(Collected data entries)
↓
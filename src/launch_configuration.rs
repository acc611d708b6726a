// This file is part of the terraform-provider-spotinst project
//
// Copyright (C) The terraform-provider-spotinst Authors, 2026.
//
// Licensed under the Apache License, Version 2.0 (the "License")
// you may not use this file except in compliance with the License.
// You may obtain a copy of the License at
//
//     http://www.apache.org/licenses/LICENSE-2.0
//
// Unless required by applicable law or agreed to in writing, software
// distributed under the License is distributed on an "AS IS" BASIS,
// WITHOUT WARRANTIES OR CONDITIONS OF ANY KIND, either express or implied.
// See the License for the specific language governing permissions and
// limitations under the License.

//! Launch configuration of an elastigroup
//!
//! These fields live in `compute.launchSpecification` of the group.

use anyhow::Result;
use tf_provider::schema::AttributeType;
use tf_provider::value::Value;

use crate::client::common::Nullable;
use crate::client::elastigroup::{Group, IamInstanceProfile};
use crate::elastigroup::GroupState;
use crate::fields::{optional, optional_computed, required, string_list, Fields};
use crate::utils::{
    base64_decode, base64_encode, instance_profile_arn_regex, non_empty, read_string,
    string_list as collect_strings, to_string_list,
};

pub fn fields() -> Fields<GroupState, Group> {
    let mut fields = Fields::<GroupState, Group>::new("elastigroup");
    fields
        .attribute(
            "image_id",
            optional(AttributeType::String, "ID of the AMI used to launch the instances"),
            |group, state| {
                let image_id = group.launch_specification().and_then(|spec| spec.image_id.clone());
                state.image_id = read_string(&state.image_id, image_id);
                Ok(())
            },
            write_image_id,
            Some(write_image_id),
        )
        .attribute(
            "iam_instance_profile",
            optional(
                AttributeType::String,
                "IAM instance profile, either by name or by ARN",
            ),
            |group, state| {
                let profile = group
                    .launch_specification()
                    .and_then(|spec| spec.iam_role.as_option())
                    .and_then(|role| role.arn.clone().or_else(|| role.name.clone()));
                state.iam_instance_profile = read_string(&state.iam_instance_profile, profile);
                Ok(())
            },
            |state, group| {
                if let Some(profile) = non_empty(&state.iam_instance_profile) {
                    group.launch_specification_mut().iam_role =
                        Nullable::Value(instance_profile(profile));
                }
                Ok(())
            },
            Some(|state, group| {
                group.launch_specification_mut().iam_role =
                    non_empty(&state.iam_instance_profile)
                        .map(instance_profile)
                        .into();
                Ok(())
            }),
        )
        .attribute(
            "key_name",
            optional(AttributeType::String, "Name of the key pair"),
            |group, state| {
                let key_pair = group.launch_specification().and_then(|spec| spec.key_pair.clone());
                state.key_name = read_string(&state.key_name, key_pair);
                Ok(())
            },
            write_key_name,
            Some(write_key_name),
        )
        .attribute(
            "security_groups",
            required(string_list(), "IDs of the security groups of the instances"),
            |group, state| {
                let security_groups = group
                    .launch_specification()
                    .and_then(|spec| spec.security_group_ids.clone())
                    .unwrap_or_default();
                state.security_groups = to_string_list(security_groups);
                Ok(())
            },
            write_security_groups,
            Some(write_security_groups),
        )
        .attribute(
            "user_data",
            optional(AttributeType::String, "User data given to the instances"),
            read_user_data,
            |state, group| {
                if let Some(user_data) = non_empty(&state.user_data) {
                    group.launch_specification_mut().user_data =
                        Nullable::Value(base64_encode(user_data));
                }
                Ok(())
            },
            Some(|state, group| {
                group.launch_specification_mut().user_data =
                    non_empty(&state.user_data).map(base64_encode).into();
                Ok(())
            }),
        )
        .attribute(
            "enable_monitoring",
            optional_computed(
                AttributeType::Bool,
                "Enable detailed monitoring of the instances (default: false)",
            ),
            |group, state| {
                let monitoring = group.launch_specification().and_then(|spec| spec.monitoring);
                state.enable_monitoring = Value::Value(monitoring.unwrap_or(false));
                Ok(())
            },
            write_monitoring,
            Some(write_monitoring),
        )
        .attribute(
            "ebs_optimized",
            optional_computed(AttributeType::Bool, "Launch EBS optimized instances"),
            |group, state| {
                let ebs_optimized = group.launch_specification().and_then(|spec| spec.ebs_optimized);
                state.ebs_optimized = ebs_optimized.into();
                Ok(())
            },
            write_ebs_optimized,
            Some(write_ebs_optimized),
        )
        .attribute(
            "placement_tenancy",
            optional(
                AttributeType::String,
                "Tenancy of the instances: default or dedicated",
            ),
            |group, state| {
                let tenancy = group
                    .launch_specification()
                    .and_then(|spec| spec.tenancy.as_option().cloned());
                state.placement_tenancy = read_string(&state.placement_tenancy, tenancy);
                Ok(())
            },
            |state, group| {
                if let Some(tenancy) = non_empty(&state.placement_tenancy) {
                    group.launch_specification_mut().tenancy = Nullable::Value(tenancy.to_owned());
                }
                Ok(())
            },
            Some(|state, group| {
                group.launch_specification_mut().tenancy = non_empty(&state.placement_tenancy)
                    .map(ToOwned::to_owned)
                    .into();
                Ok(())
            }),
        );
    fields
}

/// Profiles given as an ARN are sent as such, anything else is a profile name
fn instance_profile(profile: &str) -> IamInstanceProfile {
    if instance_profile_arn_regex().is_match(profile) {
        IamInstanceProfile {
            arn: Some(profile.to_owned()),
            name: None,
        }
    } else {
        IamInstanceProfile {
            arn: None,
            name: Some(profile.to_owned()),
        }
    }
}

/// The API stores the encoded user data, the state keeps what the user wrote
fn read_user_data(group: &Group, state: &mut GroupState) -> Result<()> {
    let remote = group
        .launch_specification()
        .and_then(|spec| spec.user_data.as_option())
        .filter(|user_data| !user_data.is_empty());

    let Some(remote) = remote else {
        if non_empty(&state.user_data).is_some() || state.user_data.is_unknown() {
            state.user_data = Value::Null;
        }
        return Ok(());
    };

    let unchanged = non_empty(&state.user_data)
        .map(|user_data| base64_encode(user_data) == *remote)
        .unwrap_or(false);
    if !unchanged {
        state.user_data = Value::Value(base64_decode(remote));
    }
    Ok(())
}

fn write_image_id(state: &GroupState, group: &mut Group) -> Result<()> {
    if let Some(image_id) = non_empty(&state.image_id) {
        group.launch_specification_mut().image_id = Some(image_id.to_owned());
    }
    Ok(())
}

fn write_key_name(state: &GroupState, group: &mut Group) -> Result<()> {
    if let Some(key_name) = non_empty(&state.key_name) {
        group.launch_specification_mut().key_pair = Some(key_name.to_owned());
    }
    Ok(())
}

fn write_security_groups(state: &GroupState, group: &mut Group) -> Result<()> {
    if let Some(security_groups) = collect_strings(&state.security_groups) {
        group.launch_specification_mut().security_group_ids = Some(security_groups);
    }
    Ok(())
}

fn write_monitoring(state: &GroupState, group: &mut Group) -> Result<()> {
    if let Some(monitoring) = state.enable_monitoring.as_ref_option() {
        group.launch_specification_mut().monitoring = Some(*monitoring);
    }
    Ok(())
}

fn write_ebs_optimized(state: &GroupState, group: &mut Group) -> Result<()> {
    if let Some(ebs_optimized) = state.ebs_optimized.as_ref_option() {
        group.launch_specification_mut().ebs_optimized = Some(*ebs_optimized);
    }
    Ok(())
}

#[cfg(test)]
mod tests {
    use serde_json::json;
    use tf_provider::Diagnostics;

    use super::*;

    fn state() -> GroupState {
        GroupState {
            image_id: Value::Value("ami-79826301".to_owned()),
            iam_instance_profile: Value::Value(
                "arn:aws:iam::123456789012:instance-profile/web".to_owned(),
            ),
            key_name: Value::Value("my-key".to_owned()),
            security_groups: to_string_list(["sg-123456"]),
            user_data: Value::Value("#!/bin/bash\necho hello".to_owned()),
            enable_monitoring: Value::Value(false),
            ebs_optimized: Value::Value(true),
            placement_tenancy: Value::Value("default".to_owned()),
            ..Default::default()
        }
    }

    #[test]
    fn create_request() {
        let mut diags = Diagnostics::default();
        let group = fields().expand_create(&mut diags, &state()).unwrap();
        assert_eq!(
            serde_json::to_value(&group).unwrap(),
            json!({"compute": {"launchSpecification": {
                "imageId": "ami-79826301",
                "keyPair": "my-key",
                "securityGroupIds": ["sg-123456"],
                "userData": "IyEvYmluL2Jhc2gKZWNobyBoZWxsbw==",
                "iamRole": {"arn": "arn:aws:iam::123456789012:instance-profile/web"},
                "monitoring": false,
                "ebsOptimized": true,
                "tenancy": "default"
            }}})
        );
    }

    #[test]
    fn create_skips_empty_strings() {
        let mut diags = Diagnostics::default();
        let state = GroupState {
            image_id: Value::Value(String::new()),
            iam_instance_profile: Value::Value(String::new()),
            key_name: Value::Value(String::new()),
            user_data: Value::Value(String::new()),
            placement_tenancy: Value::Value(String::new()),
            security_groups: to_string_list(["sg-1"]),
            ..Default::default()
        };
        let group = fields().expand_create(&mut diags, &state).unwrap();
        assert_eq!(
            serde_json::to_value(&group).unwrap(),
            json!({"compute": {"launchSpecification": {"securityGroupIds": ["sg-1"]}}})
        );

        let mut read = state.clone();
        fields().read(&mut diags, &group, &mut read).unwrap();
        let empty = Value::Value(String::new());
        assert_eq!(read.image_id, empty);
        assert_eq!(read.iam_instance_profile, empty);
        assert_eq!(read.key_name, empty);
        assert_eq!(read.user_data, empty);
        assert_eq!(read.placement_tenancy, empty);
    }

    #[test]
    fn update_clears_profile_user_data_and_tenancy() {
        let mut diags = Diagnostics::default();
        let state = GroupState {
            iam_instance_profile: Value::Value(String::new()),
            security_groups: to_string_list(["sg-1"]),
            ..Default::default()
        };
        let group = fields().expand_update(&mut diags, &state).unwrap();
        assert_eq!(
            serde_json::to_value(&group).unwrap(),
            json!({"compute": {"launchSpecification": {
                "securityGroupIds": ["sg-1"],
                "userData": null,
                "iamRole": null,
                "tenancy": null
            }}})
        );
    }

    #[test]
    fn profile_name() {
        assert_eq!(
            instance_profile("web-profile"),
            IamInstanceProfile {
                arn: None,
                name: Some("web-profile".to_owned()),
            }
        );
    }

    #[test]
    fn read_keeps_user_data_verbatim() {
        let mut diags = Diagnostics::default();
        let fields = fields();
        let group = fields.expand_create(&mut diags, &state()).unwrap();

        let mut read = state();
        fields.read(&mut diags, &group, &mut read).unwrap();
        assert_eq!(read, state());

        // user data given already encoded stays encoded
        let mut encoded = state();
        encoded.user_data = Value::Value("IyEvYmluL2Jhc2gKZWNobyBoZWxsbw==".to_owned());
        fields.read(&mut diags, &group, &mut encoded).unwrap();
        assert_eq!(
            encoded.user_data,
            Value::Value("IyEvYmluL2Jhc2gKZWNobyBoZWxsbw==".to_owned())
        );

        // imported resources get the decoded user data
        let mut imported = GroupState::default();
        fields.read(&mut diags, &group, &mut imported).unwrap();
        assert_eq!(
            imported.user_data,
            Value::Value("#!/bin/bash\necho hello".to_owned())
        );
        assert_eq!(
            imported.iam_instance_profile,
            Value::Value("arn:aws:iam::123456789012:instance-profile/web".to_owned())
        );
        assert!(diags.errors.is_empty());
    }
}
↑
What you should do = Word for word, restate the data above from its first line down to and including the line with "express or implied.".

Written solution =
filename src/launch_configuration.rs
repository acc611d708b6726a
// This file is part of the terraform-provider-spotinst project
//
// Copyright (C) The terraform-provider-spotinst Authors, 2026.
//
// Licensed under the Apache License, Version 2.0 (the "License")
// you may not use this file except in compliance with the License.
// You may obtain a copy of the License at
//
//     http://www.apache.org/licenses/LICENSE-2.0
//
// Unless required by applicable law or agreed to in writing, software
// distributed under the License is distributed on an "AS IS" BASIS,
// WITHOUT WARRANTIES OR CONDITIONS OF ANY KIND, either express or implied.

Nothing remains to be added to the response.